** Opening Materials provided block **

//! Binds the pipeline state machine to a store, gates, the spawner and the
//! build loop. Every mutating call loads the current record, applies one
//! transition and saves the result.

pub mod runner;

use anyhow::{Context, Result, bail};
use serde::Serialize;

use crate::build::{
    BuildEvent, BuildRequest, BuildSummary, abandon_build, run_build_loop,
};
use crate::config::ConductorConfig;
use crate::gates::{
    ArtifactGate, GateMode, GateResult, ProjectContext, QualityGate, evaluate_gate,
};
use crate::pipeline::{
    AdvanceOutcome, AgentId, AgentResult, AgentStatus, HistoryAction, HistoryEntry, Phase,
    PhaseTransitionCheck, PipelineProgress, PipelineState, PreviewDecision, TransitionTrigger,
    advance_pipeline_with_threshold, check_phase_transition_with_threshold, confirm_preview,
    get_pipeline_progress, init_pipeline, mark_agent_in_progress, reset_pipeline_to,
};
use crate::spawn::{SpawnConfig, Spawner, TerminalHandle};
use crate::store::{BuildStore, FileStore, PipelineStore};

pub use runner::AgentTaskExecutor;

/// Outcome of running a gate through the orchestrator.
#[derive(Debug, Clone, PartialEq, Serialize)]
pub struct GateAdvance {
    pub gate: GateResult,
    /// `None` while a human-in-the-loop gate awaits approval.
    pub outcome: Option<AdvanceOutcome>,
}

pub struct Orchestrator<S> {
    config: ConductorConfig,
    store: S,
    spawner: Spawner,
}

impl Orchestrator<FileStore> {
    /// Orchestrator over `.conductor/` with a spawner from `[spawn]`.
    pub fn open(config: ConductorConfig) -> Result<Self> {
        let store = FileStore::new(config.conductor_dir.clone());
        let spawner = Spawner::from_config(&config.toml, &config.project_dir)
            .context("Failed to configure spawner")?
            .with_log_dir(config.log_dir());
        Ok(Self::new(config, store, spawner))
    }
}

impl<S: PipelineStore + BuildStore> Orchestrator<S> {
    pub fn new(config: ConductorConfig, store: S, spawner: Spawner) -> Self {
        Self {
            config,
            store,
            spawner,
        }
    }

    pub fn config(&self) -> &ConductorConfig {
        &self.config
    }

    pub fn store(&self) -> &S {
        &self.store
    }

    pub fn spawner(&self) -> &Spawner {
        &self.spawner
    }

    /// Load the pipeline, creating it from `[project] kind` when absent.
    pub fn load_or_init(&self) -> Result<PipelineState> {
        if let Some(state) = self.store.load_pipeline()? {
            return Ok(state);
        }
        let state = init_pipeline(self.config.toml.project.kind);
        self.store.save_pipeline(&state)?;
        Ok(state)
    }

    /// Load the pipeline or fail when the project has none yet.
    pub fn state(&self) -> Result<PipelineState> {
        self.store
            .load_pipeline()?
            .context("No pipeline found. Run `conductor init` first.")
    }

    fn mutate<T>(&self, f: impl FnOnce(&mut PipelineState) -> Result<T>) -> Result<T> {
        let mut state = self.state()?;
        let value = f(&mut state)?;
        self.store.save_pipeline(&state)?;
        Ok(value)
    }

    pub fn start_agent(&self, agent: AgentId) -> Result<PipelineState> {
        self.mutate(|state| {
            mark_agent_in_progress(state, agent)?;
            Ok(state.clone())
        })
    }

    /// Gate threshold from `[gates] threshold`.
    fn threshold(&self) -> u8 {
        self.config.toml.gates.threshold
    }

    pub fn complete_agent(&self, agent: AgentId, result: AgentResult) -> Result<AdvanceOutcome> {
        let threshold = self.threshold();
        self.mutate(|state| Ok(advance_pipeline_with_threshold(state, agent, &result, threshold)?))
    }

    /// Configured artifact gate for `agent`.
    pub fn gate_for(&self, agent: AgentId) -> Result<ArtifactGate> {
        match self.config.toml.artifact_gate(agent) {
            Some(gate) => Ok(gate),
            None => bail!(
                "No gate criteria configured for '{agent}'. Add [gates.criteria.{agent}] to conductor.toml"
            ),
        }
    }

    /// Evaluate `gate` for `agent` and apply the result.
    ///
    /// Autonomous mode advances the pipeline with the gate score.
    /// Human-in-the-loop mode only records the result; [`Self::approve_gate`]
    /// advances later.
    pub fn evaluate_and_advance<G: QualityGate + ?Sized>(
        &self,
        agent: AgentId,
        gate: &G,
        mode: GateMode,
    ) -> Result<GateAdvance> {
        self.mutate(|state| {
            state.ensure_in_roster(agent)?;
            let ctx = ProjectContext {
                project_dir: &self.config.project_dir,
                pipeline: state,
                agent,
            };
            let result = evaluate_gate(gate, &ctx, mode)?;

            let outcome = match mode {
                GateMode::Autonomous => {
                    let agent_result = AgentResult {
                        score: result.score,
                        criteria_count: Some(result.criteria_count),
                        critical_blocker: result.has_critical_warning(),
                    };
                    // The transition uses the threshold the gate was judged by.
                    Some(advance_pipeline_with_threshold(
                        state,
                        agent,
                        &agent_result,
                        result.threshold,
                    )?)
                }
                GateMode::HumanInTheLoop => {
                    state.current_agent = Some(agent);
                    state.history.push(
                        HistoryEntry::new(agent, HistoryAction::GateWaiting)
                            .with_score(result.score)
                            .with_detail(format!("awaiting approval ({})", result.verdict)),
                    );
                    None
                }
            };
            Ok(GateAdvance {
                gate: result,
                outcome,
            })
        })
    }

    /// Human approval of a gate: advance with the given score.
    pub fn approve_gate(&self, agent: AgentId, score: u8) -> Result<AdvanceOutcome> {
        let threshold = self.threshold();
        self.mutate(|state| {
            let before = state.mode_transitions.len();
            let outcome = advance_pipeline_with_threshold(
                state,
                agent,
                &AgentResult::scored(score),
                threshold,
            )?;
            if state.mode_transitions.len() > before
                && let Some(transition) = state.mode_transitions.last_mut()
            {
                transition.trigger = TransitionTrigger::User;
            }
            Ok(outcome)
        })
    }

    pub fn confirm_preview(&self, decision: PreviewDecision) -> Result<AdvanceOutcome> {
        self.mutate(|state| Ok(confirm_preview(state, decision)?))
    }

    /// Rewind to `agent`. A rewind into or before the build phase abandons
    /// any unfinished build session.
    pub fn reset_to(&self, agent: AgentId) -> Result<PipelineState> {
        let state = self.mutate(|state| {
            reset_pipeline_to(state, agent)?;
            Ok(state.clone())
        })?;
        if agent.phase() <= Phase::Build {
            abandon_build(&self.store)?;
        }
        Ok(state)
    }

    pub fn progress(&self) -> Result<PipelineProgress> {
        Ok(get_pipeline_progress(&self.state()?))
    }

    pub fn check_transition(&self) -> Result<PhaseTransitionCheck> {
        Ok(check_phase_transition_with_threshold(
            &self.state()?,
            self.threshold(),
        ))
    }

    /// Spawn a batch and mark each spawned roster agent in progress.
    pub async fn spawn_batch(&self, configs: &[SpawnConfig]) -> Result<Vec<TerminalHandle>> {
        let mut state = self.state()?;
        let handles = self.spawner.spawn_batch(configs).await?;
        for handle in &handles {
            if state.ensure_in_roster(handle.agent).is_ok()
                && state.status_of(handle.agent) != Some(AgentStatus::InProgress)
            {
                mark_agent_in_progress(&mut state, handle.agent)?;
            }
        }
        self.store.save_pipeline(&state)?;
        Ok(handles)
    }

    /// Run build tasks through implementer executors.
    pub async fn run_build<F>(&self, request: &BuildRequest, on_progress: F) -> Result<BuildSummary>
    where
        F: FnMut(&BuildEvent),
    {
        let executor = AgentTaskExecutor::new(&self.spawner, AgentId::Implementer);
        let summary = run_build_loop(
            &self.store,
            request,
            &self.config.toml.build_loop_config(),
            &executor,
            on_progress,
        )
        .await?;
        Ok(summary)
    }
}
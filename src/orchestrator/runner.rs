use anyhow::{Context, Result};
use async_trait::async_trait;
use serde_json::json;

use crate::build::{TaskExecutor, TaskOutcome};
use crate::pipeline::AgentId;
use crate::spawn::{SpawnConfig, Spawner};

/// Runs each build task as one executor process of a fixed agent.
///
/// A task succeeds when the executor exits with status 0. The executor's log
/// becomes the task output when the spawner writes logs.
pub struct AgentTaskExecutor<'a> {
    spawner: &'a Spawner,
    agent: AgentId,
    model: Option<String>,
}

impl<'a> AgentTaskExecutor<'a> {
    pub fn new(spawner: &'a Spawner, agent: AgentId) -> Self {
        Self {
            spawner,
            agent,
            model: None,
        }
    }

    pub fn with_model(mut self, model: Option<String>) -> Self {
        self.model = model;
        self
    }

    fn spawn_config(&self, task_id: &str) -> SpawnConfig {
        let mut config = SpawnConfig::new(self.agent, task_id)
            .with_prompt(format!("Build task: {task_id}"))
            .with_context(json!({ "task_id": task_id, "agent": self.agent }));
        config.model = self.model.clone();
        config
    }
}

#[async_trait]
impl TaskExecutor for AgentTaskExecutor<'_> {
    async fn execute(&self, task_id: &str) -> Result<TaskOutcome> {
        let mut handle = self
            .spawner
            .spawn(&self.spawn_config(task_id))
            .await
            .with_context(|| format!("Failed to start executor for task {task_id}"))?;
        let exit_code = handle
            .wait()
            .await
            .with_context(|| format!("Failed waiting on terminal {}", handle.id))?;

        let log = match self.spawner.log_dir() {
            Some(dir) => std::fs::read_to_string(dir.join(format!("{}.log", handle.id)))
                .unwrap_or_default(),
            None => String::new(),
        };
        let output = if log.trim().is_empty() {
            format!("terminal {} exited with {:?}", handle.id, exit_code)
        } else {
            log
        };

        Ok(TaskOutcome {
            success: exit_code == Some(0),
            output,
        })
    }
}
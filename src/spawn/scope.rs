//! Write-scope isolation for concurrently spawned agents.
//!
//! A scope is a set of project-relative path prefixes. Two scopes intersect
//! when any region of one equals, contains, or lies inside a region of the
//! other. Isolation is checked once, before any process of a batch starts.

use serde::{Deserialize, Serialize};

use super::SpawnConfig;
use crate::pipeline::AgentId;

/// Rendering of an unrestricted read scope in the child environment.
pub const UNRESTRICTED: &str = "*";

const ROOT: &str = ".";

/// Regions are normalized on every construction path, deserialization included.
#[derive(Debug, Clone, PartialEq, Eq, Serialize, Deserialize)]
#[serde(from = "Vec<String>", into = "Vec<String>")]
pub struct WriteScope(Vec<String>);

impl WriteScope {
    pub fn new<I, S>(regions: I) -> Self
    where
        I: IntoIterator<Item = S>,
        S: AsRef<str>,
    {
        let mut regions: Vec<String> = regions
            .into_iter()
            .map(|r| normalize(r.as_ref()))
            .collect();
        regions.sort();
        regions.dedup();
        Self(regions)
    }

    pub fn regions(&self) -> &[String] {
        &self.0
    }

    /// First pair of overlapping regions, if any.
    pub fn intersection(&self, other: &WriteScope) -> Option<String> {
        for a in &self.0 {
            for b in &other.0 {
                if regions_overlap(a, b) {
                    return Some(if a.len() >= b.len() { a.clone() } else { b.clone() });
                }
            }
        }
        None
    }

    pub fn intersects(&self, other: &WriteScope) -> bool {
        self.intersection(other).is_some()
    }

    /// Comma-separated form passed to the child as `CONDUCTOR_WRITE_SCOPE`.
    pub fn descriptor(&self) -> String {
        self.0.join(",")
    }
}

impl From<Vec<String>> for WriteScope {
    fn from(regions: Vec<String>) -> Self {
        Self::new(regions)
    }
}

impl From<WriteScope> for Vec<String> {
    fn from(scope: WriteScope) -> Self {
        scope.0
    }
}

impl std::fmt::Display for WriteScope {
    fn fmt(&self, f: &mut std::fmt::Formatter<'_>) -> std::fmt::Result {
        f.write_str(&self.descriptor())
    }
}

fn normalize(region: &str) -> String {
    let trimmed = region
        .trim()
        .trim_start_matches("./")
        .trim_end_matches('/');
    if trimmed.is_empty() || trimmed == ROOT {
        ROOT.to_string()
    } else {
        trimmed.to_string()
    }
}

fn regions_overlap(a: &str, b: &str) -> bool {
    a == ROOT
        || b == ROOT
        || a == b
        || b.strip_prefix(a).is_some_and(|rest| rest.starts_with('/'))
        || a.strip_prefix(b).is_some_and(|rest| rest.starts_with('/'))
}

/// Default region each agent may write.
pub fn scope_for_agent(agent: AgentId) -> WriteScope {
    let regions: &[&str] = match agent {
        AgentId::Discovery | AgentId::CodebaseAnalyst => &["docs/discovery"],
        AgentId::Researcher => &["docs/research"],
        AgentId::Requirements => &["docs/requirements"],
        AgentId::Architect => &["docs/architecture"],
        AgentId::UxDesigner => &["docs/ux"],
        AgentId::ApiDesigner => &["docs/api"],
        AgentId::PlanReviewer => &["docs/plan-review"],
        AgentId::Scaffolder => &[ROOT],
        // Verification edits the same tree it verifies.
        AgentId::Implementer | AgentId::Qa => &["src", "tests"],
        AgentId::Deployer => &["deploy", ".github/workflows"],
        AgentId::Monitor => &["ops/monitoring"],
    };
    WriteScope::new(regions)
}

/// Scope a config will run with: its explicit scope, else its agent's default.
pub fn resolve_scope(config: &SpawnConfig) -> Option<WriteScope> {
    if let Some(scope) = &config.write_scope {
        return Some(scope.clone());
    }
    config
        .agent
        .as_deref()
        .and_then(|a| a.parse::<AgentId>().ok())
        .map(scope_for_agent)
}

#[derive(Debug, Clone, PartialEq, Eq, Serialize, Deserialize)]
pub struct ScopeConflict {
    pub first: String,
    pub second: String,
    pub region: String,
}

impl std::fmt::Display for ScopeConflict {
    fn fmt(&self, f: &mut std::fmt::Formatter<'_>) -> std::fmt::Result {
        write!(f, "{} <-> {} on {}", self.first, self.second, self.region)
    }
}

#[derive(Debug, Clone, PartialEq, Eq, Serialize, Deserialize)]
pub struct ScopeValidation {
    pub valid: bool,
    #[serde(default, skip_serializing_if = "Vec::is_empty")]
    pub conflicts: Vec<ScopeConflict>,
}

/// Check that every pair of configs in a batch writes disjoint regions.
///
/// Configs without a resolvable scope are left to the command builder to
/// reject.
pub fn validate_write_scopes(configs: &[SpawnConfig]) -> ScopeValidation {
    let resolved: Vec<(String, WriteScope)> = configs
        .iter()
        .filter_map(|c| resolve_scope(c).map(|s| (label(c), s)))
        .collect();

    let mut conflicts = Vec::new();
    for (i, (first, a)) in resolved.iter().enumerate() {
        for (second, b) in &resolved[i + 1..] {
            if let Some(region) = a.intersection(b) {
                conflicts.push(ScopeConflict {
                    first: first.clone(),
                    second: second.clone(),
                    region,
                });
            }
        }
    }

    ScopeValidation {
        valid: conflicts.is_empty(),
        conflicts,
    }
}

fn label(config: &SpawnConfig) -> String {
    format!(
        "{}/{}",
        config.agent.as_deref().unwrap_or("?"),
        config.task_id.as_deref().unwrap_or("?")
    )
}
//! Project initialization and status commands.

use anyhow::Result;
use std::path::Path;

use conductor::pipeline::{AgentStatus, Phase, ProjectKind};

use super::open_orchestrator;

pub fn cmd_init(project_dir: &Path, existing: bool) -> Result<()> {
    use conductor::init::init_project;

    let kind = if existing {
        ProjectKind::Existing
    } else {
        ProjectKind::Greenfield
    };
    let result = init_project(project_dir, kind)?;

    if result.created {
        println!(
            "Initialized conductor project at {}",
            result.conductor_dir.display()
        );
        println!();
        println!("Created directory structure:");
        println!("  .conductor/");
        println!("  ├── conductor.toml   # Gates, spawn and build settings");
        println!("  ├── pipeline.json    # Pipeline state ({kind})");
        println!("  └── logs/            # conductor.log and executor logs");
        println!();
        println!("Next steps:");
        println!("  1. Add gate criteria under [gates.criteria.<agent>] in conductor.toml");
        println!("  2. Run `conductor status` to see the first agent");
    } else if result.pipeline_created {
        println!(
            "Completed conductor initialization at {}",
            result.conductor_dir.display()
        );
    } else {
        println!(
            "Conductor project already initialized at {}",
            result.conductor_dir.display()
        );
        println!("Directory structure verified.");
    }

    Ok(())
}

fn styled_status(status: AgentStatus) -> console::StyledObject<String> {
    let text = status.to_string();
    match status {
        AgentStatus::Completed => console::style(text).green(),
        AgentStatus::InProgress => console::style(text).cyan(),
        AgentStatus::Skipped => console::style(text).dim(),
        AgentStatus::NeedsRevalidation => console::style(text).yellow(),
        AgentStatus::Pending => console::style(text),
    }
}

pub fn cmd_status(project_dir: &Path) -> Result<()> {
    let orchestrator = open_orchestrator(project_dir)?;
    let state = orchestrator.state()?;
    let progress = orchestrator.progress()?;
    let check = orchestrator.check_transition()?;

    println!();
    println!("{}", console::style("Pipeline Status").bold().cyan());
    println!();
    println!("Project kind: {}", state.project_kind);
    println!("Phase:        {}", state.phase);
    println!("Progress:     {}%", progress.progress);
    if let Some(agent) = state.current_agent {
        println!("Current:      {agent}");
    }
    if let Some(next) = progress.next_agent {
        println!("Next:         {next}");
    }
    println!();

    for phase in [Phase::Discover, Phase::Plan, Phase::Build, Phase::Deploy] {
        println!("{}", console::style(phase.as_str()).bold());
        for agent in state.phase_agents(phase) {
            let Some(record) = state.agent(agent) else {
                continue;
            };
            let score = record
                .score
                .map(|s| format!(" ({s})"))
                .unwrap_or_default();
            println!(
                "  {:<18} {}{}",
                agent.as_str(),
                styled_status(record.status),
                score
            );
        }
    }
    println!();

    if state.is_complete() {
        println!("{}", console::style("Pipeline complete.").green().bold());
    } else if check.can_advance {
        println!("{}", console::style(&check.reason).green());
    } else {
        println!("{}", console::style(&check.reason).dim());
    }
    println!();
    Ok(())
}
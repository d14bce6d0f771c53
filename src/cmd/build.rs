//! Autonomous build loop commands.

use anyhow::Result;
use std::path::Path;

use conductor::build::{BuildEvent, BuildRequest, BuildStatus, CheckpointStatus, get_build_status};

use super::open_orchestrator;

fn print_event(event: &BuildEvent) {
    match event {
        BuildEvent::TaskStarted { task_id, attempt } => {
            println!("{} {} (attempt {})", console::style("▶").cyan(), task_id, attempt);
        }
        BuildEvent::TaskCompleted { task_id, attempt } => {
            println!("{} {} (attempt {})", console::style("✓").green(), task_id, attempt);
        }
        BuildEvent::TaskFailed {
            task_id,
            attempt,
            error,
        } => {
            println!(
                "{} {} (attempt {}): {}",
                console::style("✗").red(),
                task_id,
                attempt,
                console::style(error).dim()
            );
        }
        BuildEvent::TaskExhausted { task_id, attempts } => {
            println!(
                "{} {} gave up after {} attempts",
                console::style("!").red().bold(),
                task_id,
                attempts
            );
        }
    }
}

fn styled_build_status(status: BuildStatus) -> console::StyledObject<String> {
    let text = status.to_string();
    match status {
        BuildStatus::Completed => console::style(text).green().bold(),
        BuildStatus::Failed | BuildStatus::Abandoned => console::style(text).red().bold(),
        BuildStatus::Running => console::style(text).cyan(),
        BuildStatus::Pending => console::style(text),
    }
}

pub async fn cmd_build(project_dir: &Path, tasks: &[String], resume: bool) -> Result<()> {
    let orchestrator = open_orchestrator(project_dir)?;
    let request = BuildRequest::new(tasks).resume(resume);

    println!();
    println!("{}", console::style("Build").bold().cyan());
    println!();

    let summary = orchestrator.run_build(&request, print_event).await?;

    println!();
    println!(
        "Build {}: {} completed, {} failed, {} attempts in {}s",
        styled_build_status(summary.status),
        summary.completed,
        summary.failed,
        summary.total_attempts,
        summary.duration.as_secs()
    );
    println!();
    Ok(())
}

pub fn cmd_build_status(project_dir: &Path) -> Result<()> {
    let Some(snapshot) = get_build_status(project_dir)? else {
        println!("No build session found.");
        return Ok(());
    };

    println!();
    println!("{}", console::style("Build Status").bold().cyan());
    println!();
    println!("Session:  {}", snapshot.session_id);
    println!("Status:   {}", styled_build_status(snapshot.status));
    println!(
        "Tasks:    {} total, {} completed, {} failed, {} in progress, {} pending",
        snapshot.total,
        snapshot.completed,
        snapshot.failed,
        snapshot.in_progress,
        snapshot.pending
    );
    println!("Attempts: {}", snapshot.total_attempts);
    println!("Started:  {}", snapshot.started_at.format("%Y-%m-%d %H:%M:%S UTC"));
    if let Some(last) = snapshot.last_checkpoint {
        println!("Last checkpoint: {}", last.format("%Y-%m-%d %H:%M:%S UTC"));
    }
    println!();

    for checkpoint in &snapshot.checkpoints {
        let status = checkpoint.status.to_string();
        let status = match checkpoint.status {
            CheckpointStatus::Completed => console::style(status).green(),
            CheckpointStatus::Failed => console::style(status).red(),
            CheckpointStatus::InProgress => console::style(status).cyan(),
            CheckpointStatus::Pending => console::style(status).dim(),
        };
        println!(
            "  {:<24} {} ({} attempts)",
            checkpoint.task_id, status, checkpoint.attempts
        );
        if let Some(error) = &checkpoint.error {
            println!("    {}", console::style(error).dim());
        }
    }
    println!();
    Ok(())
}
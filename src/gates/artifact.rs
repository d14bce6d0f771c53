//! Gate that scores an agent by the project artifacts it was expected to leave.

use anyhow::Result;
use serde::{Deserialize, Serialize};

use super::{CriterionResult, GateWarning, ProjectContext, QualityGate, Validation};
use crate::pipeline::PHASE_THRESHOLD;

fn default_weight() -> u32 {
    1
}

fn default_min_bytes() -> u64 {
    1
}

/// One expected artifact, relative to the project directory.
#[derive(Debug, Clone, PartialEq, Eq, Serialize, Deserialize)]
pub struct ArtifactCriterion {
    pub path: String,
    #[serde(default)]
    pub description: Option<String>,
    #[serde(default = "default_weight")]
    pub weight: u32,
    /// A missing critical artifact blocks the gate outright.
    #[serde(default)]
    pub critical: bool,
    #[serde(default = "default_min_bytes")]
    pub min_bytes: u64,
}

impl ArtifactCriterion {
    pub fn new(path: &str) -> Self {
        Self {
            path: path.to_string(),
            description: None,
            weight: default_weight(),
            critical: false,
            min_bytes: default_min_bytes(),
        }
    }

    pub fn critical(mut self) -> Self {
        self.critical = true;
        self
    }

    pub fn with_weight(mut self, weight: u32) -> Self {
        self.weight = weight;
        self
    }

    fn label(&self) -> String {
        self.description
            .clone()
            .unwrap_or_else(|| format!("{} exists", self.path))
    }
}

#[derive(Debug, Clone, PartialEq, Eq, Serialize, Deserialize)]
pub struct ArtifactEvidence {
    pub criterion: ArtifactCriterion,
    pub exists: bool,
    pub bytes: u64,
}

impl ArtifactEvidence {
    fn satisfied(&self) -> bool {
        self.exists && self.bytes >= self.criterion.min_bytes
    }
}

#[derive(Debug, Clone)]
pub struct ArtifactGate {
    name: String,
    threshold: u8,
    criteria: Vec<ArtifactCriterion>,
}

impl ArtifactGate {
    pub fn new(name: &str, criteria: Vec<ArtifactCriterion>) -> Self {
        Self {
            name: name.to_string(),
            threshold: PHASE_THRESHOLD,
            criteria,
        }
    }

    pub fn with_threshold(mut self, threshold: u8) -> Self {
        self.threshold = threshold;
        self
    }

    pub fn criteria(&self) -> &[ArtifactCriterion] {
        &self.criteria
    }
}

impl QualityGate for ArtifactGate {
    type Evidence = Vec<ArtifactEvidence>;

    fn name(&self) -> &str {
        &self.name
    }

    fn threshold(&self) -> u8 {
        self.threshold
    }

    fn collect_evidence(&self, ctx: &ProjectContext<'_>) -> Result<Self::Evidence> {
        Ok(self
            .criteria
            .iter()
            .map(|criterion| {
                let path = ctx.project_dir.join(&criterion.path);
                let meta = std::fs::metadata(&path).ok();
                let bytes = match &meta {
                    Some(m) if m.is_dir() => std::fs::read_dir(&path)
                        .map(|entries| entries.count() as u64)
                        .unwrap_or(0),
                    Some(m) => m.len(),
                    None => 0,
                };
                ArtifactEvidence {
                    criterion: criterion.clone(),
                    exists: meta.is_some(),
                    bytes,
                }
            })
            .collect())
    }

    fn validate_evidence(&self, evidence: &Self::Evidence) -> Validation {
        let total: u64 = evidence.iter().map(|e| u64::from(e.criterion.weight)).sum();
        let passed: u64 = evidence
            .iter()
            .filter(|e| e.satisfied())
            .map(|e| u64::from(e.criterion.weight))
            .sum();

        let mut warnings = Vec::new();
        if evidence.is_empty() {
            warnings.push(GateWarning::new("No criteria configured; gate cannot pass"));
        }
        for e in evidence.iter().filter(|e| !e.satisfied()) {
            let message = if e.exists {
                format!("{} is smaller than {} bytes", e.criterion.path, e.criterion.min_bytes)
            } else {
                format!("{} is missing", e.criterion.path)
            };
            warnings.push(if e.criterion.critical {
                GateWarning::critical(message)
            } else {
                GateWarning::new(message)
            });
        }

        let score = if total == 0 {
            0
        } else {
            ((passed as f64 / total as f64) * 100.0).round() as u8
        };

        Validation {
            score,
            criteria_results: evidence
                .iter()
                .map(|e| CriterionResult {
                    description: e.criterion.label(),
                    passed: e.satisfied(),
                    weight: e.criterion.weight,
                })
                .collect(),
            all_criteria: evidence.len() as u32,
            warnings,
        }
    }
}
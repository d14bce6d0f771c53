//! CLI command implementations.
//!
//! Each submodule owns one or more related `Commands` variants:
//!
//! | Module     | Commands handled                                           |
//! |------------|------------------------------------------------------------|
//! | `project`  | `Init`, `Status`                                           |
//! | `pipeline` | `Start`, `Complete`, `Gate`, `Approve`, `Preview`, `Reset` |
//! | `spawn`    | `Spawn`                                                    |
//! | `build`    | `Build`, `BuildStatus`                                     |
//! | `config`   | `Config`                                                   |

pub mod build;
pub mod config;
pub mod pipeline;
pub mod project;
pub mod spawn;

pub use build::{cmd_build, cmd_build_status};
pub use config::cmd_config;
pub use pipeline::{cmd_approve, cmd_complete, cmd_gate, cmd_preview, cmd_reset, cmd_start};
pub use project::{cmd_init, cmd_status};
pub use spawn::cmd_spawn;

use anyhow::{Result, bail};
use std::path::Path;

use conductor::config::ConductorConfig;
use conductor::init::is_initialized;
use conductor::orchestrator::Orchestrator;
use conductor::store::FileStore;

/// Open the orchestrator for an initialized project.
pub(crate) fn open_orchestrator(project_dir: &Path) -> Result<Orchestrator<FileStore>> {
    if !is_initialized(project_dir) {
        bail!("Not a conductor project. Run `conductor init` first.");
    }
    let config = ConductorConfig::new(project_dir.to_path_buf())?;
    Orchestrator::open(config)
}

** Closing Materials provided block **

List the lines of the records where "missing" occurs.

    /// A missing critical artifact blocks the gate outright.
                format!("{} is missing", e.criterion.path)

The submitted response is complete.